Last updated on October 23rd, 2023 at 08:56 pm
Tulips (Tulipa) are among the first harbingers of spring and spice up not only the still gray garden, but also the apartment as cut flowers. Especially the latter can become a problem for cat lovers. Are tulips poisonous for cats?
To the point
- Tulips are considered highly toxic to cats
- All parts of the plant are affected
- Especially endangered are indoor cats and kittens
- Danger for outdoor cats somewhat lower
Poisonous or not?
As soon as the cold season is over, flower bulbs are offered everywhere, including tulips. They impress both in the bed and in the vase. But for cat lovers and especially their animals, these colorful messengers of spring are anything but good, because they are highly toxic.

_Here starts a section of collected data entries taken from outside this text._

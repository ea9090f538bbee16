//! Files derived from the plan before launch
//!
//! - one work-item list per client instance, striped across all instances
//! - `testConfig.json`, the resolved plan

use std::path::{Path, PathBuf};

use crate::common::{paths, Error, Result};
use crate::testenv::{keys, ClientSpec, TestPlan};

/// Deal `items` round-robin to `consumers` lists: item `i` goes to list
/// `i % consumers`. Zero consumers get nothing.
pub fn stripe<T: Clone>(items: &[T], consumers: usize) -> Vec<Vec<T>> {
    let mut lists = vec![Vec::new(); consumers];
    if consumers == 0 {
        return lists;
    }
    for (i, item) in items.iter().enumerate() {
        lists[i % consumers].push(item.clone());
    }
    lists
}

/// Items served by one server: `<prefix><iServer:02>:Count<n:02>`
///
/// A server without `TEST_PV_PREFIX` serves no items.
pub fn server_work_items(server: &ClientSpec) -> Result<Vec<String>> {
    let Some(prefix) = server.env.get(keys::TEST_PV_PREFIX) else {
        return Ok(Vec::new());
    };
    let n_servers = server.count(keys::TEST_N_SERVERS)?.unwrap_or(1);
    let n_counters = server.count(keys::TEST_N_COUNTERS)?.unwrap_or(0);
    if n_servers.checked_mul(n_counters).is_none() {
        let value = server.env.get(keys::TEST_N_COUNTERS).map_or("", String::as_str);
        return Err(Error::invalid_number(&server.name, keys::TEST_N_COUNTERS, value));
    }

    let mut items = Vec::new();
    for i_server in 0..n_servers {
        for n in 0..n_counters {
            items.push(format!("{prefix}{i_server:02}:Count{n:02}"));
        }
    }
    Ok(items)
}

/// Sorted items of every server; servers with bad counts are skipped
pub fn all_work_items(plan: &TestPlan) -> Vec<String> {
    let mut items = Vec::new();
    for server in &plan.servers {
        match server_work_items(server) {
            Ok(server_items) => {
                tracing::debug!(client = %server.name, count = server_items.len(), "Work items");
                items.extend(server_items);
            }
            Err(e) => tracing::warn!(client = %server.name, "Skipping work items: {}", e),
        }
    }
    items.sort();
    items
}

/// One client instance and its list file
#[derive(Debug, Clone, PartialEq, Eq)]
pub struct ClientInstance {
    pub client: String,
    pub index: usize,
    pub list_path: PathBuf,
}

/// Client instances in stable order; each client contributes
/// `TEST_N_CLIENTS` (default 1). Clients without host or with a bad count
/// are skipped.
pub fn client_instances(plan: &TestPlan) -> Vec<ClientInstance> {
    let mut instances = Vec::new();
    for client in &plan.clients {
        let Some(host) = client.host.as_deref() else {
            tracing::warn!(client = %client.name, "No TEST_HOST, skipping work item list");
            continue;
        };
        let count = match client.count(keys::TEST_N_CLIENTS) {
            Ok(count) => count.unwrap_or(1),
            Err(e) => {
                tracing::warn!(client = %client.name, "Skipping work item list: {}", e);
                continue;
            }
        };
        for index in 0..count {
            instances.push(ClientInstance {
                client: client.name.clone(),
                index,
                list_path: paths::client_instance_list(plan.test_root(), host, &client.name, index),
            });
        }
    }
    instances
}

fn write_list(path: &Path, list: &[String]) -> Result<()> {
    if let Some(dir) = path.parent() {
        std::fs::create_dir_all(dir).map_err(|e| Error::file_write(dir, e))?;
    }
    let mut content = list.join("\n");
    if !content.is_empty() {
        content.push('\n');
    }
    std::fs::write(path, content).map_err(|e| Error::file_write(path, e))
}

/// Write every client instance's work item list
///
/// An instance whose list cannot be written is logged and skipped. Returns
/// the lists written.
pub fn write_client_lists(plan: &TestPlan) -> Vec<PathBuf> {
    let items = all_work_items(plan);
    let instances = client_instances(plan);
    let lists = stripe(&items, instances.len());

    let mut written = Vec::with_capacity(instances.len());
    for (instance, list) in instances.into_iter().zip(lists) {
        let path = instance.list_path;
        if let Err(e) = write_list(&path, &list) {
            tracing::warn!(client = %instance.client, instance = instance.index, "{}", e);
            continue;
        }
        tracing::debug!(
            client = %instance.client,
            instance = instance.index,
            items = list.len(),
            path = %path.display(),
            "Wrote work item list"
        );
        written.push(path);
    }
    written
}

/// Write the resolved plan to `<testRoot>/testConfig.json`
pub fn write_snapshot(plan: &TestPlan) -> Result<PathBuf> {
    let path = plan.test_root().join(paths::TEST_CONFIG_JSON);
    let json = serde_json::to_string_pretty(plan)?;
    std::fs::write(&path, json).map_err(|e| Error::file_write(&path, e))?;
    Ok(path)
}

/// Write all derived artifacts. Failures are logged, not propagated.
pub fn materialize(plan: &TestPlan) {
    let lists = write_client_lists(plan);
    tracing::info!("Wrote {} work item lists", lists.len());
    match write_snapshot(plan) {
        Ok(path) => tracing::debug!("Wrote {}", path.display()),
        Err(e) => tracing::warn!("Could not write config snapshot: {}", e),
    }
}

/// Check `lists` partition `items` exactly
#[cfg(test)]
fn is_partition(items: &[usize], lists: &[Vec<usize>]) -> bool {
    let mut seen: Vec<usize> = lists.iter().flatten().copied().collect();
    seen.sort_unstable();
    seen == items
}

#[cfg(test)]
mod tests {
    use super::*;
    use crate::testenv::Cascade;
    use std::fs;
    use tempfile::tempdir;

    #[test]
    fn test_stripe_partitions() {
        for n in [0usize, 1, 7, 100] {
            let items: Vec<usize> = (0..n).collect();
            for k in [1usize, 3, 10] {
                let lists = stripe(&items, k);
                assert_eq!(lists.len(), k);
                assert!(is_partition(&items, &lists), "n={n} k={k}");
                // Sizes differ by at most one
                let max = lists.iter().map(Vec::len).max().unwrap_or(0);
                let min = lists.iter().map(Vec::len).min().unwrap_or(0);
                assert!(max - min <= 1, "n={n} k={k}");
            }
        }
    }

    #[test]
    fn test_stripe_is_modular() {
        let lists = stripe(&["a", "b", "c", "d", "e"], 2);
        assert_eq!(lists, vec![vec!["a", "c", "e"], vec!["b", "d"]]);
        assert!(stripe(&[1, 2, 3], 0).is_empty());
    }

    fn write_tree(root: &Path, files: &[(&str, &str)]) {
        for (name, content) in files {
            fs::write(root.join(name), content).unwrap();
        }
    }

    #[test]
    fn test_client_lists_cover_all_items() {
        let dir = tempdir().unwrap();
        let root = dir.path().join("gwTest");
        fs::create_dir(&root).unwrap();
        write_tree(
            &root,
            &[
                ("test.env", "TEST_HOST=node1\n"),
                (
                    "pvServer.env",
                    "TEST_PV_PREFIX=PVT:\nTEST_N_SERVERS=2\nTEST_N_COUNTERS=3\n",
                ),
                ("clientA.env", "TEST_N_CLIENTS=2\n"),
                ("clientB.env", "TEST_HOST=node2\n"),
            ],
        );

        let plan = TestPlan::load(&Cascade::new(dir.path(), &root)).unwrap();
        let written = write_client_lists(&plan);
        assert_eq!(
            written,
            vec![
                root.join("node1/clients/clientA00/pvs.list"),
                root.join("node1/clients/clientA01/pvs.list"),
                root.join("node2/clients/clientB00/pvs.list"),
            ]
        );

        let mut all: Vec<String> = written
            .iter()
            .flat_map(|p| {
                fs::read_to_string(p)
                    .unwrap()
                    .lines()
                    .map(str::to_string)
                    .collect::<Vec<_>>()
            })
            .collect();
        all.sort();
        assert_eq!(all, all_work_items(&plan));
        assert_eq!(all.len(), 6);
        assert_eq!(all[0], "PVT:00:Count00");
        assert_eq!(
            fs::read_to_string(&written[0]).unwrap(),
            "PVT:00:Count00\nPVT:01:Count00\n"
        );
    }

    #[test]
    fn test_bad_server_count_is_skipped() {
        let dir = tempdir().unwrap();
        write_tree(
            dir.path(),
            &[
                ("aServer.env", "TEST_PV_PREFIX=A:\nTEST_N_COUNTERS=two\n"),
                ("bServer.env", "TEST_PV_PREFIX=B:\nTEST_N_COUNTERS=1\n"),
            ],
        );
        let plan = TestPlan::load(&Cascade::new(dir.path(), dir.path())).unwrap();
        assert_eq!(all_work_items(&plan), vec!["B:00:Count00"]);
    }

    #[test]
    fn test_unwritable_instance_does_not_stop_the_rest() {
        let dir = tempdir().unwrap();
        write_tree(
            dir.path(),
            &[
                ("pvServer.env", "TEST_PV_PREFIX=P:\nTEST_N_COUNTERS=2\n"),
                ("clientA.env", "TEST_HOST=node1\n"),
                ("clientB.env", "TEST_HOST=node2\n"),
            ],
        );
        // A plain file where node1's directory should go
        fs::write(dir.path().join("node1"), "").unwrap();

        let plan = TestPlan::load(&Cascade::new(dir.path(), dir.path())).unwrap();
        let written = write_client_lists(&plan);
        let list = dir.path().join("node2/clients/clientB00/pvs.list");
        assert_eq!(written, vec![list.clone()]);
        assert_eq!(fs::read_to_string(list).unwrap(), "P:00:Count01\n");
    }

    #[test]
    fn test_item_count_overflow_is_rejected() {
        let dir = tempdir().unwrap();
        let huge = usize::MAX.to_string();
        write_tree(
            dir.path(),
            &[(
                "pvServer.env",
                &format!("TEST_PV_PREFIX=P:\nTEST_N_SERVERS={huge}\nTEST_N_COUNTERS=2\n"),
            )],
        );
        let plan = TestPlan::load(&Cascade::new(dir.path(), dir.path())).unwrap();
        let err = server_work_items(&plan.servers[0]).unwrap_err();
        assert!(matches!(err, Error::InvalidNumber { .. }));
        assert!(all_work_items(&plan).is_empty());
    }

    #[test]
    fn test_snapshot() {
        let dir = tempdir().unwrap();
        write_tree(dir.path(), &[("clientB.env", "TEST_HOST=node3\nTEST_DURATION=5\n")]);
        let plan = TestPlan::load(&Cascade::new(dir.path(), dir.path())).unwrap();
        let path = write_snapshot(&plan).unwrap();

        let json: serde_json::Value =
            serde_json::from_str(&fs::read_to_string(path).unwrap()).unwrap();
        assert_eq!(json["clients"][0]["name"], "clientB");
        assert_eq!(json["clients"][0]["role"], "client");
        assert_eq!(json["clients"][0]["duration_secs"], 5.0);
        assert_eq!(json["clients"][0]["env"]["TEST_HOST"], "node3");
        assert!(json["servers"].as_array().unwrap().is_empty());
    }
}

You can’t always rely on cats’ instincts, because curiosity and play instinct often prevail. Then they like to nibble on plants, unfortunately also on poisonous ones. This is partly due to a lack of alternatives of suitable green food. Endangered are especially animals that are kept exclusively in the apartment and young animals, so-called kittens. A pretty bouquet of tulips can thus quickly become the cause of poisoning. The situation is different with free-rangers, they have the possibility to eat grass and are rather less interested in tulips.
Poisonous plant parts
All parts of the tulip are poisonous to cats, i.e. leaves, flowers, stems and bulbs, with bulbs and stems said to be particularly toxic. The poisonous effect is due to the toxin tulipanin. The toxins it contains can act both internally and externally. Most often, poisoning occurs in cats through oral ingestion.
Tip: A poisonous effect that should not be underestimated also comes from the flower water. This can be the water in the flower vase in which the tulips stand or excess watering water in the coasters of potted tulips.
Symptoms of poisoning
If tulips became a victim of the cat, it does not necessarily entail poisoning. It is best to take a closer look at the tulips first. If parts of the plants are missing, it is relatively likely that the cat has eaten them. There is also an increased risk if your cat only chews on part of the plant.

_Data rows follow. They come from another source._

#![allow(dead_code)]

use attention_engine::{BlendshapeFeatures, FaceObservation, FeatureFrame, HeadTransform, Point3D};

const LEFT_EYE_CONTOUR: [usize; 16] = [
    33, 246, 161, 160, 159, 158, 157, 173, 133, 155, 154, 153, 145, 144, 163, 7,
];
const RIGHT_EYE_CONTOUR: [usize; 16] = [
    362, 398, 384, 385, 386, 387, 388, 466, 263, 249, 390, 373, 374, 380, 381, 382,
];

/// 478-point mesh whose eyes are unit-wide rectangles of height `openness`,
/// so both the 6-point and 16-point EAR equal `openness` for a frontal face.
pub fn mesh_with_eyes(openness: f64) -> Vec<Point3D> {
    let mut landmarks = vec![Point3D::default(); 478];
    for (contour, x_offset) in [(&LEFT_EYE_CONTOUR, 0.0), (&RIGHT_EYE_CONTOUR, 2.0)] {
        landmarks[contour[0]] = Point3D::new(x_offset, 0.0, 0.0);
        landmarks[contour[8]] = Point3D::new(x_offset + 1.0, 0.0, 0.0);
        for upper in 1..8 {
            let lower = 16 - upper;
            let x = x_offset + upper as f64 / 8.0;
            landmarks[contour[upper]] = Point3D::new(x, openness / 2.0, 0.0);
            landmarks[contour[lower]] = Point3D::new(x, -openness / 2.0, 0.0);
        }
    }
    landmarks
}

pub fn observation(openness: f64, timestamp_ms: u64) -> FaceObservation {
    FaceObservation {
        landmarks: mesh_with_eyes(openness),
        transform: Some(HeadTransform::identity()),
        blendshapes: Some(BlendshapeFeatures::default()),
        timestamp_ms,
    }
}

pub fn attentive_frame(timestamp_ms: u64) -> FeatureFrame {
    FeatureFrame {
        left_ear: 0.3,
        right_ear: 0.3,
        average_ear: 0.3,
        is_pose_attentive: true,
        is_eyes_open: true,
        confidence: 0.9,
        timestamp_ms,
        has_head_pose: true,
        has_blendshapes: true,
        ..Default::default()
    }
}

pub fn drowsy_frame(timestamp_ms: u64) -> FeatureFrame {
    let mut frame = attentive_frame(timestamp_ms);
    frame.left_ear = 0.08;
    frame.right_ear = 0.08;
    frame.average_ear = 0.08;
    frame.is_eyes_open = false;
    frame.blendshapes.eye_blink_left = 0.8;
    frame.blendshapes.eye_blink_right = 0.8;
    frame
}

pub fn yawning_frame(timestamp_ms: u64) -> FeatureFrame {
    let mut frame = attentive_frame(timestamp_ms);
    frame.yaw = 50.0;
    frame.blendshapes.jaw_open = 0.85;
    frame
}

- smallest amounts of plant material are enough for poisoning
- even the mere contact with pollen of the tulip
- Poison gets onto the cat’s fur
- and through licking or cleaning into the body
- triggers there partly violent reactions
- if poisoning is suspected, observe the animal well
- to recognize possible symptoms early
The first sign of poisoning is usually vomiting. Other signs of poisoning may include salivation, diarrhea, dilated pupils, accelerated breathing and problems with coordination (staggering). If the animal suffers from pre-existing liver or kidney conditions, the potential for danger is even greater, as the toxins cannot be transported out of the body in the normal way.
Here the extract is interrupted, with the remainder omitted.